Medical Malpractice Claim Over Birth Injuries Dismissed

An obstetrician's failure to obtain informed consent was not the legal cause of an infant's brain damage, according to a decision from Ontario.

The Ontario Court of Appeal just released a ruling upholding a trial decision dismissing a claim of obstetric malpractice.

In Cruz v. Robins the trial judge held that the use of forceps during the infant plaintiff's delivery caused the baby's brachial plexis injury and brain damage. The judge found that the parents, Mr. and Mrs. Cruz should have been consulted and should have been informed of the option of a caesarean section and its risks. Further, he found that they should have been advised of the risks involved in proceeding with a mid-forceps delivery. Nevertheless, the trial judge concluded that had the appellants been advised and given the choice, the same result would have occurred.

In other words, even if the parents had known the risk, they would have agreed to assume the risk.
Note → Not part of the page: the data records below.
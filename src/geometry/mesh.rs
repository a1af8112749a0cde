// SPDX-License-Identifier: Apache-2.0
// Copyright (c) 2025 Polyframe Inc.

//! Segmented surface mesh store
//!
//! Vertices and triangle cells live in dense arrays indexed by id. Segments
//! name subsets of cells; a cell belongs to one segment, or to two when it is
//! an interface cell between regions. The vertex order of a cell is stored
//! once and shared by every segment the cell belongs to.

use super::triangle_intersection::TrianglePoints;
use super::BoundingBox;
use crate::error::{AdaptError, AdaptResult};
use crate::utils::math;
use ahash::AHashSet;
use nalgebra::{Point3, Vector3};
use serde::{Deserialize, Serialize};

/// Dense vertex index
pub type VertexId = usize;
/// Dense cell index
pub type CellId = usize;
/// Dense segment index
pub type SegmentId = usize;

/// Dimensionality of a mesh instance
#[derive(Debug, Clone, Copy, PartialEq, Eq, Serialize, Deserialize)]
pub enum Dimension {
    /// Planar mesh; every vertex has z = 0
    Two,
    Three,
}

/// Mesh vertex
#[derive(Debug, Clone, Copy, PartialEq, Serialize, Deserialize)]
#[serde(transparent)]
pub struct Vertex {
    pub position: Point3<f64>,
}

impl Vertex {
    pub fn new(position: Point3<f64>) -> Self {
        Self { position }
    }

    pub fn from_coords(x: f64, y: f64, z: f64) -> Self {
        Self::new(Point3::new(x, y, z))
    }
}

/// Triangle cell defined by three vertex indices in canonical order
#[derive(Debug, Clone, Copy, PartialEq, Eq, Hash, Serialize, Deserialize)]
#[serde(transparent)]
pub struct Cell {
    pub indices: [VertexId; 3],
}

impl Cell {
    pub fn new(indices: [VertexId; 3]) -> Self {
        Self { indices }
    }

    /// Reverse the winding by swapping the first and last vertex
    pub fn flip(&mut self) {
        self.indices.swap(0, 2);
    }

    /// Whether two indices of the cell coincide
    pub fn has_repeated_vertex(&self) -> bool {
        let [a, b, c] = self.indices;
        a == b || b == c || a == c
    }
}

/// Named subset of cells bounding one region
#[derive(Debug, Clone, PartialEq, Eq, Serialize, Deserialize)]
pub struct Segment {
    pub name: String,
    pub cells: Vec<CellId>,
}

/// Segments a cell belongs to (one, or two for interface cells)
#[derive(Debug, Clone, Copy, PartialEq, Eq, Default, Serialize, Deserialize)]
pub struct Membership {
    slots: [Option<SegmentId>; 2],
}

impl Membership {
    /// Record a segment; a cell with two other segments is left unchanged
    fn push(&mut self, segment: SegmentId) {
        let free = self
            .slots
            .iter_mut()
            .find(|slot| slot.is_none() || **slot == Some(segment));
        if let Some(slot) = free {
            *slot = Some(segment);
        }
    }

    fn has_room_for(&self, segment: SegmentId) -> bool {
        self.contains(segment) || self.slots.iter().any(Option::is_none)
    }

    pub fn contains(&self, segment: SegmentId) -> bool {
        self.slots.contains(&Some(segment))
    }

    /// Segments in the order the cell joined them
    pub fn segments(&self) -> impl Iterator<Item = SegmentId> + '_ {
        self.slots.iter().flatten().copied()
    }

    /// Slot (0 or 1) holding `segment`
    pub fn slot_of(&self, segment: SegmentId) -> Option<usize> {
        self.slots.iter().position(|slot| *slot == Some(segment))
    }

    /// The other segment of an interface cell
    pub fn other(&self, segment: SegmentId) -> Option<SegmentId> {
        self.segments().find(|s| *s != segment)
    }

    pub fn count(&self) -> usize {
        self.slots.iter().flatten().count()
    }

    pub fn is_interface(&self) -> bool {
        self.count() == 2
    }
}

/// Plain parts of a mesh, as exchanged with collaborators
#[derive(Debug, Clone, Serialize, Deserialize)]
pub struct MeshParts {
    pub dimension: Dimension,
    pub vertices: Vec<Vertex>,
    pub cells: Vec<Cell>,
    pub segments: Vec<Segment>,
}

/// Segmented triangle surface mesh
#[derive(Debug, Clone, Serialize, Deserialize)]
#[serde(try_from = "MeshParts", into = "MeshParts")]
pub struct SurfaceMesh {
    dimension: Dimension,
    vertices: Vec<Vertex>,
    cells: Vec<Cell>,
    segments: Vec<Segment>,
    membership: Vec<Membership>,
}

impl SurfaceMesh {
    pub fn new(dimension: Dimension) -> Self {
        Self::with_capacity(dimension, 0, 0)
    }

    pub fn with_capacity(dimension: Dimension, vertex_count: usize, cell_count: usize) -> Self {
        Self {
            dimension,
            vertices: Vec::with_capacity(vertex_count),
            cells: Vec::with_capacity(cell_count),
            segments: Vec::new(),
            membership: Vec::with_capacity(cell_count),
        }
    }

    /// Rebuild a mesh from plain parts, re-validating every reference
    pub fn from_parts(parts: MeshParts) -> AdaptResult<Self> {
        let mut mesh = Self::with_capacity(parts.dimension, parts.vertices.len(), parts.cells.len());
        for vertex in parts.vertices {
            mesh.add_vertex(vertex.position)?;
        }
        for cell in parts.cells {
            mesh.add_cell(cell.indices)?;
        }
        for segment in parts.segments {
            mesh.add_segment(segment.name, segment.cells)?;
        }
        Ok(mesh)
    }

    pub fn dimension(&self) -> Dimension {
        self.dimension
    }

    /// Add a vertex and return its id
    pub fn add_vertex(&mut self, position: Point3<f64>) -> AdaptResult<VertexId> {
        if self.dimension == Dimension::Two && position.z != 0.0 {
            return Err(AdaptError::DimensionMismatch { z: position.z });
        }
        let id = self.vertices.len();
        self.vertices.push(Vertex::new(position));
        Ok(id)
    }

    /// Add a cell and return its id
    pub fn add_cell(&mut self, indices: [VertexId; 3]) -> AdaptResult<CellId> {
        if let Some(&index) = indices.iter().find(|&&v| v >= self.vertices.len()) {
            return Err(AdaptError::InvalidVertexIndex {
                index,
                vertex_count: self.vertices.len(),
            });
        }
        let id = self.cells.len();
        self.cells.push(Cell::new(indices));
        self.membership.push(Membership::default());
        Ok(id)
    }

    /// Add a named segment over existing cells and return its id.
    ///
    /// A cell listed twice in the same segment is kept once. Nothing is
    /// modified when the segment is rejected.
    pub fn add_segment(
        &mut self,
        name: impl Into<String>,
        cells: impl IntoIterator<Item = CellId>,
    ) -> AdaptResult<SegmentId> {
        let name = name.into();
        if self.segments.iter().any(|s| s.name == name) {
            return Err(AdaptError::DuplicateSegmentName(name));
        }

        let id = self.segments.len();
        let mut members = Vec::new();
        let mut seen = AHashSet::new();
        for cell in cells {
            let membership = self.membership.get(cell).ok_or(AdaptError::InvalidCellIndex {
                index: cell,
                cell_count: self.cells.len(),
            })?;
            if !membership.has_room_for(id) {
                return Err(AdaptError::MembershipOverflow { cell, segment: name });
            }
            if seen.insert(cell) {
                members.push(cell);
            }
        }

        for &cell in &members {
            self.membership[cell].push(id);
        }
        self.segments.push(Segment { name, cells: members });
        Ok(id)
    }

    pub fn vertices(&self) -> &[Vertex] {
        &self.vertices
    }

    pub fn cells(&self) -> &[Cell] {
        &self.cells
    }

    pub fn segments(&self) -> &[Segment] {
        &self.segments
    }

    pub fn vertex(&self, id: VertexId) -> &Vertex {
        &self.vertices[id]
    }

    pub fn position(&self, id: VertexId) -> &Point3<f64> {
        &self.vertices[id].position
    }

    pub fn cell(&self, id: CellId) -> &Cell {
        &self.cells[id]
    }

    pub fn segment(&self, id: SegmentId) -> &Segment {
        &self.segments[id]
    }

    pub fn segment_by_name(&self, name: &str) -> Option<SegmentId> {
        self.segments.iter().position(|s| s.name == name)
    }

    pub fn membership(&self, cell: CellId) -> Membership {
        self.membership[cell]
    }

    pub fn is_interface(&self, cell: CellId) -> bool {
        self.membership[cell].is_interface()
    }

    /// Ids of all cells shared by two segments
    pub fn interface_cells(&self) -> Vec<CellId> {
        (0..self.cells.len()).filter(|&c| self.is_interface(c)).collect()
    }

    pub fn vertex_count(&self) -> usize {
        self.vertices.len()
    }

    pub fn cell_count(&self) -> usize {
        self.cells.len()
    }

    pub fn segment_count(&self) -> usize {
        self.segments.len()
    }

    pub fn is_empty(&self) -> bool {
        self.cells.is_empty() || self.segments.is_empty()
    }

    /// Reverse a cell's canonical winding in place
    pub fn flip_cell(&mut self, cell: CellId) {
        self.cells[cell].flip();
    }

    /// Corner points of a cell in canonical order
    pub fn triangle(&self, cell: CellId) -> TrianglePoints {
        self.cells[cell].indices.map(|v| self.vertices[v].position)
    }

    /// Unnormalized normal (v1 - v0) x (v2 - v0) of the canonical order
    pub fn cell_normal(&self, cell: CellId) -> Vector3<f64> {
        math::triangle_normal(&self.triangle(cell))
    }

    pub fn barycenter(&self, cell: CellId) -> Point3<f64> {
        math::barycenter(&self.triangle(cell))
    }

    /// Compute bounding box
    pub fn bounding_box(&self) -> BoundingBox {
        BoundingBox::from_points(self.vertices.iter().map(|v| &v.position))
    }

    pub fn cell_bounding_box(&self, cell: CellId) -> BoundingBox {
        BoundingBox::from_points(&self.triangle(cell))
    }

    /// Bounding box of every vertex used by a segment
    pub fn segment_bounding_box(&self, segment: SegmentId) -> BoundingBox {
        self.segments[segment]
            .cells
            .iter()
            .fold(BoundingBox::empty(), |acc, &c| acc.union(&self.cell_bounding_box(c)))
    }

    /// Check that at least one cell and one segment exist
    pub(crate) fn require_cells(&self, stage: &'static str) -> AdaptResult<()> {
        if self.is_empty() {
            Err(AdaptError::EmptyMesh { stage })
        } else {
            Ok(())
        }
    }
}

impl TryFrom<MeshParts> for SurfaceMesh {
    type Error = AdaptError;

    fn try_from(parts: MeshParts) -> AdaptResult<Self> {
        Self::from_parts(parts)
    }
}

impl From<SurfaceMesh> for MeshParts {
    fn from(mesh: SurfaceMesh) -> Self {
        Self {
            dimension: mesh.dimension,
            vertices: mesh.vertices,
            cells: mesh.cells,
            segments: mesh.segments,
        }
    }
}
Even though the plaintiff's were able to prove that the defendant doctor was negligent in failing to obtain proper informed consent, they were not able to prove that the failure would have changed the outcome of the delivery. The Court of Appeal repeated the words of the trial judge who said:

[Dr. Robins’] failure to seek and obtain informed consent is of no consequence to the outcome of this case. The same procedure would have been pursued and the same results would have been experienced.

The decision highlights the huge hurdles plaintiff's face in medical malpractice claims and why 98% of Canadian victims of medical malpractice never recevieve compensation for their injuries.